**ASSIGNMENT**
Among the entries below, find the lines holding "contains" and copy them.

[Stored items]
____

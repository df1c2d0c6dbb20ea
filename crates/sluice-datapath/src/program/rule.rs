//! Rule model: match predicates, patterns and actions

use super::bytecode::BytecodeProgram;
use super::headers::QUIC_MAX_CID_LENGTH;
use crate::error::{DatapathError, Result};
use crate::xsk::Xsk;
use std::net::{Ipv4Addr, Ipv6Addr};
use std::sync::Arc;

/// Size of a port set bitmap in bytes (one bit per port)
pub const PORT_SET_BUFFER_SIZE: usize = 65536 / 8;

/// Set of transport ports, stored as a bitmap indexed by the port in network
/// byte order
#[derive(Clone, PartialEq, Eq)]
pub struct PortSet {
    bits: Arc<[u8]>,
}

impl PortSet {
    /// Empty set
    pub fn new() -> Self {
        Self {
            bits: Arc::from(vec![0u8; PORT_SET_BUFFER_SIZE]),
        }
    }

    /// Set containing `ports`
    pub fn from_ports(ports: impl IntoIterator<Item = u16>) -> Self {
        let mut bits = vec![0u8; PORT_SET_BUFFER_SIZE];
        for port in ports {
            let index = Self::bit_index(port);
            bits[index >> 3] |= 1 << (index & 7);
        }
        Self {
            bits: Arc::from(bits),
        }
    }

    /// Copy a raw bitmap. It must be exactly [`PORT_SET_BUFFER_SIZE`] bytes.
    pub fn from_bitmap(bitmap: &[u8]) -> Result<Self> {
        if bitmap.len() != PORT_SET_BUFFER_SIZE {
            return Err(DatapathError::InvalidParameter(format!(
                "port set bitmap is {} bytes, expected {PORT_SET_BUFFER_SIZE}",
                bitmap.len()
            )));
        }
        Ok(Self {
            bits: Arc::from(bitmap),
        })
    }

    fn bit_index(port: u16) -> usize {
        usize::from(port.to_be())
    }

    /// Whether `port` (host order) is in the set
    pub fn contains(&self, port: u16) -> bool {
        let index = Self::bit_index(port);
        (self.bits[index >> 3] >> (index & 7)) & 1 != 0
    }

    /// Raw bitmap
    pub fn as_bytes(&self) -> &[u8] {
        &self.bits
    }

    /// Number of ports in the set
    pub fn len(&self) -> usize {
        self.bits.iter().map(|b| b.count_ones() as usize).sum()
    }

    /// Whether the set is empty
    pub fn is_empty(&self) -> bool {
        self.bits.iter().all(|b| *b == 0)
    }
}

impl Default for PortSet {
    fn default() -> Self {
        Self::new()
    }
}

impl std::fmt::Debug for PortSet {
    fn fmt(&self, f: &mut std::fmt::Formatter<'_>) -> std::fmt::Result {
        f.debug_struct("PortSet").field("ports", &self.len()).finish()
    }
}

/// UDP 4-tuple over IPv4
#[derive(Debug, Clone, Copy, PartialEq, Eq)]
pub struct Ipv4Tuple {
    /// Source address
    pub source_address: Ipv4Addr,
    /// Destination address
    pub destination_address: Ipv4Addr,
    /// Source port
    pub source_port: u16,
    /// Destination port
    pub destination_port: u16,
}

/// UDP 4-tuple over IPv6
#[derive(Debug, Clone, Copy, PartialEq, Eq)]
pub struct Ipv6Tuple {
    /// Source address
    pub source_address: Ipv6Addr,
    /// Destination address
    pub destination_address: Ipv6Addr,
    /// Source port
    pub source_port: u16,
    /// Destination port
    pub destination_port: u16,
}

/// QUIC connection ID window to match
#[derive(Debug, Clone, Copy, PartialEq, Eq)]
pub struct QuicFlow {
    /// Transport destination port
    pub port: u16,
    /// Offset of the window inside the CID
    pub cid_offset: u8,
    /// Length of the window
    pub cid_length: u8,
    /// Window contents; bytes past `cid_length` are ignored
    pub cid_data: [u8; QUIC_MAX_CID_LENGTH],
}

impl QuicFlow {
    /// Match `cid` at `cid_offset` of connections on `port`
    pub fn new(port: u16, cid_offset: u8, cid: &[u8]) -> Result<Self> {
        let cid_length = u8::try_from(cid.len()).map_err(|_| {
            DatapathError::InvalidParameter("QUIC CID window too long".into())
        })?;
        let mut cid_data = [0u8; QUIC_MAX_CID_LENGTH];
        let flow_end = usize::from(cid_offset) + cid.len();
        if flow_end > QUIC_MAX_CID_LENGTH {
            return Err(DatapathError::InvalidParameter(format!(
                "QUIC CID window ends at {flow_end}, past {QUIC_MAX_CID_LENGTH}"
            )));
        }
        cid_data[..cid.len()].copy_from_slice(cid);
        Ok(Self {
            port,
            cid_offset,
            cid_length,
            cid_data,
        })
    }

    fn validate(&self) -> std::result::Result<(), String> {
        let end = usize::from(self.cid_offset) + usize::from(self.cid_length);
        if end > QUIC_MAX_CID_LENGTH {
            return Err(format!(
                "QUIC CID window ends at {end}, past {QUIC_MAX_CID_LENGTH}"
            ));
        }
        Ok(())
    }

    /// The significant window bytes
    pub fn window(&self) -> &[u8] {
        &self.cid_data[..usize::from(self.cid_length)]
    }
}

/// Match predicate of a rule
#[derive(Debug, Clone, PartialEq, Eq)]
pub enum RuleMatch {
    /// Every frame
    All,
    /// Any valid UDP header
    Udp,
    /// Any valid TCP header
    Tcp,
    /// UDP destination port
    UdpDst(u16),
    /// TCP destination port
    TcpDst(u16),
    /// TCP destination port with SYN, FIN or RST set
    TcpControlDst(u16),
    /// IPv4 destination prefix
    Ipv4DstMask {
        /// Prefix, compared against `destination & mask`
        address: Ipv4Addr,
        /// Mask
        mask: Ipv4Addr,
    },
    /// IPv6 destination prefix
    Ipv6DstMask {
        /// Prefix, compared against `destination & mask`
        address: Ipv6Addr,
        /// Mask
        mask: Ipv6Addr,
    },
    /// UDP destination port in set
    UdpPortSet(PortSet),
    /// IPv4 destination address and UDP destination port in set
    Ipv4UdpPortSet {
        /// Destination address
        address: Ipv4Addr,
        /// Ports
        ports: PortSet,
    },
    /// IPv6 destination address and UDP destination port in set
    Ipv6UdpPortSet {
        /// Destination address
        address: Ipv6Addr,
        /// Ports
        ports: PortSet,
    },
    /// IPv4 destination address and TCP destination port in set
    Ipv4TcpPortSet {
        /// Destination address
        address: Ipv4Addr,
        /// Ports
        ports: PortSet,
    },
    /// IPv6 destination address and TCP destination port in set
    Ipv6TcpPortSet {
        /// Destination address
        address: Ipv6Addr,
        /// Ports
        ports: PortSet,
    },
    /// Exact UDP/IPv4 4-tuple
    Ipv4UdpTuple(Ipv4Tuple),
    /// Exact UDP/IPv6 4-tuple
    Ipv6UdpTuple(Ipv6Tuple),
    /// QUIC long header source CID over UDP
    QuicFlowSrcCid(QuicFlow),
    /// QUIC short header destination CID over UDP
    QuicFlowDstCid(QuicFlow),
    /// QUIC long header source CID over TCP
    TcpQuicFlowSrcCid(QuicFlow),
    /// QUIC short header destination CID over TCP
    TcpQuicFlowDstCid(QuicFlow),
}

impl RuleMatch {
    fn quic_flow(&self) -> Option<&QuicFlow> {
        match self {
            RuleMatch::QuicFlowSrcCid(flow)
            | RuleMatch::QuicFlowDstCid(flow)
            | RuleMatch::TcpQuicFlowSrcCid(flow)
            | RuleMatch::TcpQuicFlowDstCid(flow) => Some(flow),
            _ => None,
        }
    }
}

/// Consumer of redirected frames
#[derive(Clone)]
pub enum RedirectTarget {
    /// Deliver into a socket's RX ring
    Xsk(Arc<Xsk>),
}

impl std::fmt::Debug for RedirectTarget {
    fn fmt(&self, f: &mut std::fmt::Formatter<'_>) -> std::fmt::Result {
        match self {
            RedirectTarget::Xsk(xsk) => f.debug_tuple("Xsk").field(&xsk.id()).finish(),
        }
    }
}

impl RedirectTarget {
    pub(crate) fn same_target(&self, other: &RedirectTarget) -> bool {
        match (self, other) {
            (RedirectTarget::Xsk(a), RedirectTarget::Xsk(b)) => Arc::ptr_eq(a, b),
        }
    }
}

/// What to do with a matching frame
#[derive(Clone)]
pub enum RuleAction {
    /// Discard
    Drop,
    /// Deliver to the regular stack
    Pass,
    /// Swap Ethernet addresses and transmit back out
    L2Fwd,
    /// Hand to another consumer
    Redirect(RedirectTarget),
    /// Run a byte-code program
    Bytecode(Arc<dyn BytecodeProgram>),
}

impl std::fmt::Debug for RuleAction {
    fn fmt(&self, f: &mut std::fmt::Formatter<'_>) -> std::fmt::Result {
        match self {
            RuleAction::Drop => f.write_str("Drop"),
            RuleAction::Pass => f.write_str("Pass"),
            RuleAction::L2Fwd => f.write_str("L2Fwd"),
            RuleAction::Redirect(target) => f.debug_tuple("Redirect").field(target).finish(),
            RuleAction::Bytecode(_) => f.write_str("Bytecode"),
        }
    }
}

/// One match-predicate and action pair
#[derive(Debug, Clone)]
pub struct Rule {
    /// Predicate
    pub matcher: RuleMatch,
    /// Action applied on match
    pub action: RuleAction,
}

impl Rule {
    /// Build a rule
    pub fn new(matcher: RuleMatch, action: RuleAction) -> Self {
        Self { matcher, action }
    }
}

/// Privilege of the caller creating a program
#[derive(Debug, Clone, Copy, PartialEq, Eq)]
pub enum Privilege {
    /// Regular caller
    User,
    /// Administrator; may load byte-code
    Admin,
}

/// Validate caller-supplied rules and take ownership of them
///
/// Any failure discards everything captured so far, dropping the socket
/// references taken along the way.
pub fn capture(rules: Vec<Rule>, privilege: Privilege) -> Result<Arc<[Rule]>> {
    if rules.is_empty() {
        return Err(DatapathError::InvalidParameter(
            "program needs at least one rule".into(),
        ));
    }

    let rule_count = rules.len();
    let mut captured = Vec::with_capacity(rule_count);

    for (index, rule) in rules.into_iter().enumerate() {
        if let Some(flow) = rule.matcher.quic_flow() {
            flow.validate()
                .map_err(|reason| DatapathError::InvalidRule { index, reason })?;
        }

        if let RuleAction::Bytecode(_) = rule.action {
            if rule_count != 1 || rule.matcher != RuleMatch::All {
                return Err(DatapathError::InvalidRule {
                    index,
                    reason: "byte-code must be the only rule and match all frames".into(),
                });
            }
            if privilege != Privilege::Admin {
                return Err(DatapathError::AccessDenied(
                    "byte-code programs require administrator privilege".into(),
                ));
            }
        }

        captured.push(rule);
    }

    Ok(Arc::from(captured))
}

#[cfg(test)]
mod tests {
    use super::*;
    use crate::program::bytecode::{BytecodeContext, BytecodeFault, VERDICT_PASS};

    fn pass_program() -> Arc<dyn BytecodeProgram> {
        Arc::new(|_: &mut BytecodeContext<'_>| -> std::result::Result<u32, BytecodeFault> {
            Ok(VERDICT_PASS)
        })
    }

    #[test]
    fn test_port_set_membership() {
        let set = PortSet::from_ports([53, 443, 65535]);
        assert!(set.contains(53));
        assert!(set.contains(443));
        assert!(set.contains(65535));
        assert!(!set.contains(80));
        assert_eq!(set.len(), 3);
        assert!(!set.is_empty());

        let copy = PortSet::from_bitmap(set.as_bytes()).unwrap();
        assert_eq!(copy, set);
        assert!(PortSet::from_bitmap(&[0u8; 16]).is_err());
    }

    #[test]
    fn test_port_set_indexed_by_network_order() {
        let set = PortSet::from_ports([0x0102]);
        let index = usize::from(0x0102u16.to_be());
        assert_eq!(set.as_bytes()[index >> 3], 1 << (index & 7));
    }

    #[test]
    fn test_quic_flow_window() {
        let flow = QuicFlow::new(443, 4, &[1, 2, 3]).unwrap();
        assert_eq!(flow.window(), &[1, 2, 3]);
        assert!(QuicFlow::new(443, 18, &[1, 2, 3]).is_err());
        assert!(QuicFlow::new(443, 0, &[0u8; 21]).is_err());
    }

    #[test]
    fn test_capture_rejects_bad_quic_window() {
        let mut flow = QuicFlow::new(443, 0, &[1]).unwrap();
        flow.cid_offset = 15;
        flow.cid_length = 8;
        let rules = vec![
            Rule::new(RuleMatch::Udp, RuleAction::Pass),
            Rule::new(RuleMatch::QuicFlowDstCid(flow), RuleAction::Drop),
        ];
        match capture(rules, Privilege::User) {
            Err(DatapathError::InvalidRule { index, .. }) => assert_eq!(index, 1),
            other => panic!("unexpected {other:?}"),
        }
    }

    #[test]
    fn test_capture_bytecode_constraints() {
        let single = vec![Rule::new(RuleMatch::All, RuleAction::Bytecode(pass_program()))];
        assert!(capture(single.clone(), Privilege::Admin).is_ok());
        assert!(matches!(
            capture(single, Privilege::User),
            Err(DatapathError::AccessDenied(_))
        ));

        let filtered = vec![Rule::new(RuleMatch::Udp, RuleAction::Bytecode(pass_program()))];
        assert!(capture(filtered, Privilege::Admin).is_err());

        let shared = vec![
            Rule::new(RuleMatch::All, RuleAction::Bytecode(pass_program())),
            Rule::new(RuleMatch::All, RuleAction::Pass),
        ];
        assert!(capture(shared, Privilege::Admin).is_err());
    }

    #[test]
    fn test_capture_rejects_empty() {
        assert!(capture(Vec::new(), Privilege::Admin).is_err());
    }

    mod proptests {
        use super::*;
        use proptest::prelude::*;

        proptest! {
            #[test]
            fn prop_port_set_holds_exactly_its_ports(
                ports in proptest::collection::btree_set(any::<u16>(), 0..32),
                probe in any::<u16>(),
            ) {
                let set = PortSet::from_ports(ports.iter().copied());
                prop_assert_eq!(set.len(), ports.len());
                prop_assert_eq!(set.contains(probe), ports.contains(&probe));
                for port in &ports {
                    prop_assert!(set.contains(*port));
                }
            }
        }
    }
}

____

**TASK ANSWER**
    pub fn contains(&self, port: u16) -> bool {
        assert!(set.contains(53));
        assert!(set.contains(443));
        assert!(set.contains(65535));
        assert!(!set.contains(80));
                prop_assert_eq!(set.contains(probe), ports.contains(&probe));
                    prop_assert!(set.contains(*port));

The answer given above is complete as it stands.